LLT fails to start and some times core dump during system boot

book

Article ID: 100008087

calendar_today

Updated On:

Description

Error Message

lltconfig -v display the error message : 

V-14-2-15369 do_put: sendto failed: No buffer space available

Cause

LLT fails to start as it could not send the Packets on the network and an error ENOBUF "No buffer space available" is returned by sendto() system call. error ENOBUF means that the output queue for a network interface is full. This does not indicate a problem with LLT and requires tuning of network buffering configuration of Operating system.

LLT doesn't handle the above ENOBUF error message correctly, and core dumps. The core dump is generated because of a mismatch in the way message is interpreted. The message in the code is passing an integer while the message in print routine is expecting a string, so, when the message conversion happens in the code, a segmentation fault happens due to mismatched arguments and lltconfig generate a core.

Resolution

Until a patch is released that prevents the core dump (possibly in the next GA release of VCS), the workaround is:

1- Increase the values of the following kernel parameters, to increase the network buffer size:
    net.core.wmem_max
    net.core.rmem_max
    net.core.wmem_default
    net.core.rmem_default

Note:  The OS vendor should be engaged for advice on the actual value that should be configured or refer to Linux documentation.

2- To avoid lltconfig generating a core , Disable verbose logging for llt.

After using the above workaround(s) restart the llt and gab (vxfen if configured) before attempting to start VCS Services.

 

Applies To

OS: Linux (RHEL and SLES).

VCS version: 5.1SP1RP1 and 6.0 versions.

Issue/Introduction

In Linux environments running VCS 5.1SP1RP1 and 6.0, LLT may fail to start after a reboot of a node or core dump, when lltconfig is started with verbose logging then it return an error "sendto failed". Manually restarting LLT after the first core dump may result in the same error or new core dump.
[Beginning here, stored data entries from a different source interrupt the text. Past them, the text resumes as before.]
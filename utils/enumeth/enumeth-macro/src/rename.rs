use darling::FromMeta;

/// How registry keys are derived from variant identifiers.
#[derive(Clone, Copy, Debug, PartialEq, Eq)]
pub enum RenameRule {
    Lowercase,
    Uppercase,
    SnakeCase,
    ScreamingSnakeCase,
}

impl RenameRule {
    pub fn apply(self, ident: &str) -> String {
        match self {
            Self::Lowercase => ident.to_lowercase(),
            Self::Uppercase => ident.to_uppercase(),
            Self::SnakeCase => ident_to_snake_case(ident),
            Self::ScreamingSnakeCase => ident_to_snake_case(ident).to_uppercase(),
        }
    }
}

impl FromMeta for RenameRule {
    fn from_string(value: &str) -> darling::Result<Self> {
        match value {
            "lowercase" => Ok(Self::Lowercase),
            "UPPERCASE" => Ok(Self::Uppercase),
            "snake_case" => Ok(Self::SnakeCase),
            "SCREAMING_SNAKE_CASE" => Ok(Self::ScreamingSnakeCase),
            _ => Err(darling::Error::unknown_value(value)),
        }
    }
}

/// Splits before an uppercase letter that starts a word: `HTTPServer` -> `http_server`.
fn ident_to_snake_case(name: &str) -> String {
    let chars: Vec<char> = name.chars().collect();
    let mut result = String::default();
    for (i, &c) in chars.iter().enumerate() {
        if c.is_uppercase() && i > 0 {
            let prev = chars[i - 1];
            let next_is_lower = chars.get(i + 1).is_some_and(|next| next.is_lowercase());
            if prev != '_' && (!prev.is_uppercase() || next_is_lower) {
                result.push('_');
            }
        }
        result.extend(c.to_lowercase());
    }
    return result;
}
#![cfg(test)]

mod concurrency;
mod rename;
mod weekday;
mod weekend;

fn enable_tracing_for_tests() {
    use std::sync::Once;
    use tracing_subscriber::filter::LevelFilter;

    static ONCE: Once = Once::new();
    ONCE.call_once(|| {
        tracing_subscriber::fmt()
            .compact()
            .with_test_writer()
            .with_max_level(LevelFilter::DEBUG)
            .try_init()
            .unwrap()
    });
}
use std::sync::Arc;
use std::sync::Barrier;
use std::thread;

use enumeth::Enumeration as _;
use enumeth::enumeration;

use crate::enable_tracing_for_tests;

/// Only used here, so the first call to its registry races between the threads below.
#[enumeration]
#[derive(Clone, Copy, Debug, PartialEq, Eq)]
enum Signal {
    Start,
    Pause,
    Stop,
}

#[test]
fn concurrent_first_use() {
    enable_tracing_for_tests();
    const THREADS: usize = 8;
    let barrier = Arc::new(Barrier::new(THREADS));
    let handles: Vec<_> = (0..THREADS)
        .map(|i| {
            let barrier = barrier.clone();
            thread::spawn(move || {
                barrier.wait();
                let signal = Signal::values()[i % 3];
                assert_eq!(i % 3, signal.ordinal());
                Signal::registry() as *const _ as usize
            })
        })
        .collect();

    let registries: Vec<usize> = handles
        .into_iter()
        .map(|handle| handle.join().unwrap())
        .collect();
    assert!(registries.iter().all(|r| *r == registries[0]));
    assert_eq!(
        vec!["Start", "Pause", "Stop"],
        Signal::registry().names().collect::<Vec<_>>()
    );
}
#![doc = include_str!("../README.md")]

use crate::enumeration::enumeration2;

mod enumeration;
mod rename;

/// Registers the variants of a fieldless enum as a closed, ordered enumeration.
///
/// See the `enumeth` crate documentations for details.
#[proc_macro_attribute]
pub fn enumeration(
    attr: proc_macro::TokenStream,
    item: proc_macro::TokenStream,
) -> proc_macro::TokenStream {
    enumeration2(attr.into(), item.into()).into()
}

fn tokens_to_string(tokens: &proc_macro2::TokenStream) -> String {
    match syn::parse2::<syn::File>(tokens.clone()) {
        Ok(file) => prettyplease::unparse(&file),
        Err(_) => tokens.to_string(),
    }
}
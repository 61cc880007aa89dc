#![doc = include_str!("../README.md")]

/// Attribute for fieldless enums, to register their variants as a closed, ordered
/// [Enumeration].
///
/// The variants must derive `Clone, Copy, PartialEq, Eq`. The macro implements
/// [NamedType], [Enumeration], `PartialOrd`, `Ord` (declaration order), `Display` (name)
/// and `FromStr` (exact name lookup).
///
/// Deriving or implementing `PartialOrd`/`Ord`, `Display` or `FromStr` by hand conflicts
/// with the generated impls: opt out with `skip_ord`, `skip_display` or `skip_from_str`.
///
/// Variants gated by `#[cfg(..)]` are only registered when compiled in.
///
/// Example:
///
/// **Declaration order**
/// ```
/// # use enumeth::enumeration;
/// # use enumeth::Enumeration as _;
/// # use enumeth::NamedType as _;
/// #[enumeration]
/// #[derive(Clone, Copy, Debug, PartialEq, Eq)]
/// enum Suit {
///     Clubs,
///     Diamonds,
///     Hearts,
///     Spades,
/// }
/// assert_eq!("Suit", Suit::type_name());
/// assert_eq!(2, Suit::Hearts.ordinal());
/// assert_eq!("Spades", Suit::Spades.name());
/// assert!(Suit::Clubs < Suit::Spades);
/// assert_eq!(Suit::Diamonds, "Diamonds".parse::<Suit>().unwrap());
/// ```
///
/// **Renamed constants**
/// ```
/// # use enumeth::enumeration;
/// # use enumeth::Enumeration as _;
/// #[enumeration(rename_all = "SCREAMING_SNAKE_CASE")]
/// #[derive(Clone, Copy, Debug, PartialEq, Eq)]
/// enum Status {
///     InProgress,
///     #[enumeration(rename = "OK")]
///     Done,
/// }
/// assert_eq!("IN_PROGRESS", Status::InProgress.name());
/// assert_eq!(Status::Done, Status::value_of("OK").unwrap());
/// assert!(Status::value_of("Done").is_err());
/// ```
///
/// **User-provided std traits**
/// ```
/// # use enumeth::enumeration;
/// # use enumeth::Enumeration as _;
/// #[enumeration(skip_display)]
/// #[derive(Clone, Copy, Debug, PartialEq, Eq)]
/// enum Planet {
///     Mercury,
///     Venus,
/// }
/// impl std::fmt::Display for Planet {
///     fn fmt(&self, f: &mut std::fmt::Formatter<'_>) -> std::fmt::Result {
///         write!(f, "planet #{}", self.ordinal() + 1)
///     }
/// }
/// assert_eq!("planet #2", Planet::Venus.to_string());
/// assert_eq!("Venus", Planet::Venus.name());
/// assert!(Planet::Mercury < Planet::Venus);
/// ```
pub use enumeth_macro::enumeration;

mod enumerable;
mod registry;

pub use self::enumerable::Enumeration;
pub use self::enumerable::InvariantViolation;
pub use self::enumerable::ValueOfError;
pub use self::registry::Registry;
pub use self::registry::RegistryError;

/// Trait implemented by [enumeration] macro to get the name of the enumeration type.
pub trait NamedType {
    fn type_name() -> &'static str;
}

/// Looks up the constant of `E` registered under `name`, see [Enumeration::value_of].
///
/// Owned names are passed as `name.as_str()` or `name.as_deref()`.
pub fn value_of<'a, E: Enumeration>(name: impl Into<Option<&'a str>>) -> Result<E, ValueOfError> {
    E::value_of(name)
}

/// All constants of `E` in declaration order, see [Enumeration::values].
pub fn values<E: Enumeration>() -> Vec<E> {
    E::values()
}
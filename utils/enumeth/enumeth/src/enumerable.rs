use tracing::debug;
use tracing::warn;

use crate::Registry;

/// A closed, ordered set of named constants.
///
/// Implementors only provide [Enumeration::registry]. Ordinals, names, ordering and
/// lookups are derived from it, the same way for every enumeration.
///
/// Equality must be identity: two values are equal iff they are the same constant.
/// This is what `#[derive(PartialEq, Eq)]` gives on a fieldless enum.
pub trait Enumeration: Copy + Eq + 'static {
    /// The registry of constants, in declaration order.
    fn registry() -> &'static Registry<Self>;

    fn try_ordinal(&self) -> Result<usize, InvariantViolation> {
        let registry = Self::registry();
        registry.position(self).ok_or_else(|| {
            let type_name = registry.type_name();
            warn!(type_name, "Constant is missing from its own registry");
            InvariantViolation { type_name }
        })
    }

    /// Zero-based position in declaration order.
    ///
    /// Panics if the constant escaped its registry, see [Enumeration::try_ordinal].
    fn ordinal(&self) -> usize {
        self.try_ordinal().unwrap_or_else(|error| panic!("{error}"))
    }

    fn try_name(&self) -> Result<&'static str, InvariantViolation> {
        let registry = Self::registry();
        let ordinal = self.try_ordinal()?;
        registry.name_at(ordinal).ok_or(InvariantViolation {
            type_name: registry.type_name(),
        })
    }

    /// The key this constant was registered under.
    ///
    /// Panics if the constant escaped its registry, see [Enumeration::try_name].
    fn name(&self) -> &'static str {
        self.try_name().unwrap_or_else(|error| panic!("{error}"))
    }

    /// Same as [Enumeration::name], for call sites that want an owned string.
    fn to_name_string(&self) -> String {
        self.name().to_owned()
    }

    fn equals(&self, other: &Self) -> bool {
        self == other
    }

    /// `ordinal(self) - ordinal(other)`.
    fn compare_to(&self, other: &Self) -> isize {
        self.ordinal() as isize - other.ordinal() as isize
    }

    /// Looks up the constant registered under exactly `name`.
    ///
    /// `None` stands for a missing name and fails with [ValueOfError::NullName].
    ///
    /// Accepts `&str` or `Option<&str>`: pass a `String` as `name.as_str()`,
    /// and an `Option<String>` as `name.as_deref()`.
    fn value_of<'a>(name: impl Into<Option<&'a str>>) -> Result<Self, ValueOfError> {
        let Some(name) = name.into() else {
            return Err(ValueOfError::NullName);
        };
        let registry = Self::registry();
        registry.get(name).ok_or_else(|| {
            let type_name = registry.type_name();
            debug!(type_name, name, "No enum constant");
            ValueOfError::NoSuchConstant {
                type_name,
                name: name.to_owned(),
            }
        })
    }

    /// All constants in declaration order, as a fresh [Vec] on each call.
    fn values() -> Vec<Self> {
        Self::registry().constants()
    }

    fn from_ordinal(ordinal: usize) -> Option<Self> {
        Self::registry().constant_at(ordinal)
    }

    fn count() -> usize {
        Self::registry().count()
    }
}

/// Errors returned by [Enumeration::value_of].
#[derive(thiserror::Error, Debug, Clone, PartialEq, Eq)]
pub enum ValueOfError {
    #[error("[NullName] Name is null")]
    NullName,

    #[error("[NoSuchConstant] No enum constant {type_name}.{name}")]
    NoSuchConstant {
        type_name: &'static str,
        name: String,
    },
}

/// A constant that is not part of its own enumeration's registry.
#[derive(thiserror::Error, Debug, Clone, Copy, PartialEq, Eq)]
#[error("[InvariantViolation] Constant is not registered in enumeration {type_name}")]
pub struct InvariantViolation {
    pub type_name: &'static str,
}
In this situation, gab and the rest of the components of VCS can't start. it's identified that there are two issues because of which lltconfig does not start or core dump. 1 - sendto() system call is failed at OS level due to which lltconfig tries to write an error message on console
2 - due to issue 1 lltconfig with -v option is trying to write an error message and using incorrect message ID; this is resulting in lltconfig to core dump

Additional Information

ETrack: 2763810